AB SOLiD Bioscope - SEQanswers

golharam replied

06-02-2010, 12:12 PM
I've used Bioscope 1.1 and now have Bioscope 1.2. They did away with a lot of the temporary files. I haven't noticed much improvement otherwise. I got a few of my RNA samples to run but half of them crashed. When I restarted the pipeline it finished, so I'm not exactly sure why, but I suspect NFS delays.

I have a ChIP dataset that I tried to run through Bioscope and it flat out failed. ABI recommended I continue using the old version of Bioscope until they have a fix...over a week now.

At this point, I'm not using Bioscope anymore. It looks like BWA or BFAST for color space reads.
Leave a comment:
zee replied

06-02-2010, 02:14 AM
Bioscope sounds like a complex system that is memory hungry and CPU intensive. Although I must say that I've used corona-lite in the past and that seemed to be a lot more difficult to work with especially with the amount of computational time required for the alignment stage.

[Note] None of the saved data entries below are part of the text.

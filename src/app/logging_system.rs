use super::config::{LogFormat, LogLevel};
use parking_lot::RwLock;
use std::sync::Arc;
use thiserror::Error;
use tracing_subscriber::filter::Directive;
use tracing_subscriber::{EnvFilter, fmt, prelude::*};

#[derive(Error, Debug)]
pub enum LoggingError {
    #[error("Invalid log directive '{directive}': {message}")]
    InvalidDirective { directive: String, message: String },
    #[error("Failed to install tracing subscriber: {0}")]
    InitFailed(String),
}

fn level_str(level: LogLevel) -> &'static str {
    match level {
        LogLevel::Error => "error",
        LogLevel::Warn => "warn",
        LogLevel::Info => "info",
        LogLevel::Debug => "debug",
        LogLevel::Trace => "trace",
    }
}

/// Filter directives plus the process-wide subscriber built from them.
pub struct LoggingSystem {
    directives: Arc<RwLock<Vec<String>>>,
}

impl LoggingSystem {
    pub fn new() -> Self {
        Self {
            directives: Arc::new(RwLock::new(Vec::new())),
        }
    }

    pub fn add_directive(&self, directive: &str) -> Result<(), LoggingError> {
        directive
            .parse::<Directive>()
            .map_err(|e| LoggingError::InvalidDirective {
                directive: directive.to_string(),
                message: e.to_string(),
            })?;
        self.directives.write().push(directive.to_string());
        Ok(())
    }

    /// Quiets the HTTP stack below warn.
    pub fn add_default_directives(&self) {
        let mut directives = self.directives.write();
        for target in ["hyper", "hyper_util", "reqwest", "h2", "rustls"] {
            directives.push(format!("{target}=warn"));
        }
    }

    pub fn build_filter_string(&self, default_level: LogLevel) -> String {
        let directives = self.directives.read();
        let mut filter_parts = Vec::with_capacity(directives.len() + 1);
        filter_parts.push(level_str(default_level).to_string());
        filter_parts.extend(directives.iter().cloned());
        filter_parts.join(",")
    }

    /// `RUST_LOG` wins over the configured level when set.
    pub fn env_filter(&self, default_level: LogLevel) -> Result<EnvFilter, LoggingError> {
        if let Ok(filter) = EnvFilter::try_from_default_env() {
            return Ok(filter);
        }
        let filter_string = self.build_filter_string(default_level);
        EnvFilter::try_new(&filter_string).map_err(|e| LoggingError::InvalidDirective {
            directive: filter_string,
            message: e.to_string(),
        })
    }

    pub fn initialize_tracing(
        &self,
        default_level: LogLevel,
        format: LogFormat,
    ) -> Result<(), LoggingError> {
        let env_filter = self.env_filter(default_level)?;
        let registry = tracing_subscriber::registry().with(env_filter);

        // stdout carries the transform result
        let result = match format {
            LogFormat::Compact => registry
                .with(
                    fmt::layer()
                        .with_writer(std::io::stderr)
                        .with_target(true)
                        .with_level(true)
                        .compact(),
                )
                .try_init(),
            LogFormat::Json => registry
                .with(
                    fmt::layer()
                        .with_writer(std::io::stderr)
                        .json()
                        .with_current_span(false),
                )
                .try_init(),
        };
        result.map_err(|e| LoggingError::InitFailed(e.to_string()))
    }

    pub fn directive_count(&self) -> usize {
        self.directives.read().len()
    }
}

impl Default for LoggingSystem {
    fn default() -> Self {
        Self::new()
    }
}

pub fn setup_logging(level: LogLevel, format: LogFormat) -> Result<(), LoggingError> {
    let logging_system = LoggingSystem::new();
    logging_system.add_default_directives();
    logging_system.initialize_tracing(level, format)
}

#[cfg(test)]
mod tests {
    use super::*;

    #[test]
    fn test_add_valid_directive() {
        let logging_system = LoggingSystem::new();
        assert!(logging_system.add_directive("hyper=warn").is_ok());
        assert!(logging_system.add_directive("dest_transformer::sender=debug").is_ok());
        assert_eq!(logging_system.directive_count(), 2);
    }

    #[test]
    fn test_reject_invalid_directive() {
        let logging_system = LoggingSystem::new();
        let err = logging_system.add_directive("target=loud").unwrap_err();
        assert!(matches!(err, LoggingError::InvalidDirective { .. }));
        assert_eq!(logging_system.directive_count(), 0);
    }

    #[test]
    fn test_build_filter_string() {
        let logging_system = LoggingSystem::new();
        assert_eq!(logging_system.build_filter_string(LogLevel::Info), "info");

        logging_system.add_default_directives();
        let filter = logging_system.build_filter_string(LogLevel::Debug);
        assert!(filter.starts_with("debug,"));
        assert!(filter.contains("reqwest=warn"));
        assert!(filter.contains("hyper=warn"));
    }
}
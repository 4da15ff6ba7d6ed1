use super::client::TransportResponse;
use crate::domain::FaultKind;

/// Response header carrying the service's transformer API version.
pub const API_VERSION_HEADER: &str = "apiVersion";

/// The only transformer API version this client speaks.
pub const SUPPORTED_TRANSFORMER_API_VERSION: u32 = 2;

/// Checks the API version of a 2xx response.
///
/// Missing or different versions mean the wire contract is broken.
pub fn check_api_version(response: &TransportResponse) -> Result<(), FaultKind> {
    let Some(raw) = response.header(API_VERSION_HEADER) else {
        return Err(FaultKind::MissingApiVersion);
    };
    match raw.trim().parse::<u32>() {
        Ok(SUPPORTED_TRANSFORMER_API_VERSION) => Ok(()),
        _ => Err(FaultKind::IncompatibleApiVersion {
            expected: SUPPORTED_TRANSFORMER_API_VERSION,
            found: raw.to_string(),
        }),
    }
}
use super::ConfigError;
use super::groups::{ClientConfig, RetryConfig, WarehouseConfig};
use serde::{Deserialize, Serialize};
use std::path::Path;
use std::time::Duration;

/// Settings consumed by the destination transformer.
#[derive(Debug, Clone, PartialEq, Serialize, Deserialize)]
#[serde(default)]
pub struct TransformerConfig {
    /// Base URL of the transformation service.
    pub dest_transform_url: String,
    /// Per-request timeout.
    #[serde(with = "super::serde_helpers")]
    pub timeout: Duration,
    /// Events per request. Zero sends everything in one request.
    pub batch_size: usize,
    /// Batches in flight at once.
    pub max_concurrency: usize,
    pub fail_on_user_transform_timeout: bool,
    pub fail_on_error: bool,
    pub compaction_enabled: bool,
    #[serde(with = "super::serde_helpers")]
    pub long_running_threshold: Duration,
    pub retry: RetryConfig,
    pub client: ClientConfig,
    pub warehouse: WarehouseConfig,
}

impl Default for TransformerConfig {
    fn default() -> Self {
        Self {
            dest_transform_url: "http://localhost:9090".to_string(),
            timeout: Duration::from_secs(600),
            batch_size: 200,
            max_concurrency: 8,
            fail_on_user_transform_timeout: false,
            fail_on_error: false,
            compaction_enabled: false,
            long_running_threshold: Duration::from_secs(120),
            retry: RetryConfig::default(),
            client: ClientConfig::default(),
            warehouse: WarehouseConfig::default(),
        }
    }
}

impl TransformerConfig {
    pub fn from_file<P: AsRef<Path>>(path: P) -> Result<Self, ConfigError> {
        let content = std::fs::read_to_string(path)?;
        Self::from_toml(&content)
    }

    pub fn from_toml(content: &str) -> Result<Self, ConfigError> {
        let config: TransformerConfig = toml::from_str(content)?;
        config.validate()?;
        Ok(config)
    }
}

We've been developing a new aligner for AB colorspace, novoalignCS, featuring

1. Mate-pair alignment (F3 & R3) of csfasta/csfastq. If reads are in bead order for F3/R3 mates then pairs are identified and mapped accordingly.
2. Gapped alignment by default with mismatches.
3. SAM output (supporting RG). We've been using samtools and Picard to validate our SAM records.
4. Requires < 10Gb for matching against human/mouse/chimp,etc
5. Multithreaded (and MPI cluster-aware in the near future)
6. Polyclonal and color error filtering based on the SOPRA method (Sasson & Micheal, 2010).
7. Calculates mate-pair fragment length distribution given an initial distribution e.g 5K library with SD=500.

We are still busy with testing and comparison to other aligners i.e. BFAST, BWA. Although at this point we do welcome feedback from beta testers. If anybody is interested in obtaining a version please PM me or visit our site.
Leave a comment:
Haneko replied

06-01-2010, 05:27 PM
Originally posted by clariet View Post

Just saw this post. We were able to use a Whole-transcriptome pipeline of BioScope (1.0.1-42) on a RNA-seq dataset. And a note about its mapping statistics. I confirmed with their specialists that the current version of BS has bug on those numbers. so it will be fixed in next release, hopefully very soon.

We have a feeling that a large proportion of reads are wasted for SOLiD data compared to Solexa. For example, for a current chip-seq dataset, we have seen a average of 80M reads generated for a sample (quad). However, after filtering of low quality alignment and non-unique hits, only ~4% of reads could be used for further peak detection. Has anyone have similar experience? Does this sound normal?

Hi there,

I'm currently using BioScope v1.0.1. May I know what the bug on the statistics is?
Leave a comment:
westerman replied

04-01-2010, 10:37 AM
Haven't had success with the 8 GB nodes yet. Will keep trying as time permits.

I'll agree that bioscope does not handle temporary network glitches. While these should not occur I find that my disk appliance and network does get overwhelmed -- rarely but certainly -- with lots of SOLiD processes it. To the point where a request gets shunted off to the side and Bioscope goes belly up. :-( It is not that hard to write software that can handle temporary glitches. One retry is all I am asking for.
Leave a comment:
KevinLam replied

03-30-2010, 11:16 PM
Originally posted by westerman View Post

I have two clusters. One has 8 machines, 16 CPUs each, 128 GB memory each, all connected to a fast disk. However I can only run the command-line Bioscope on it. With that much machine power I do not worry about running out of memory.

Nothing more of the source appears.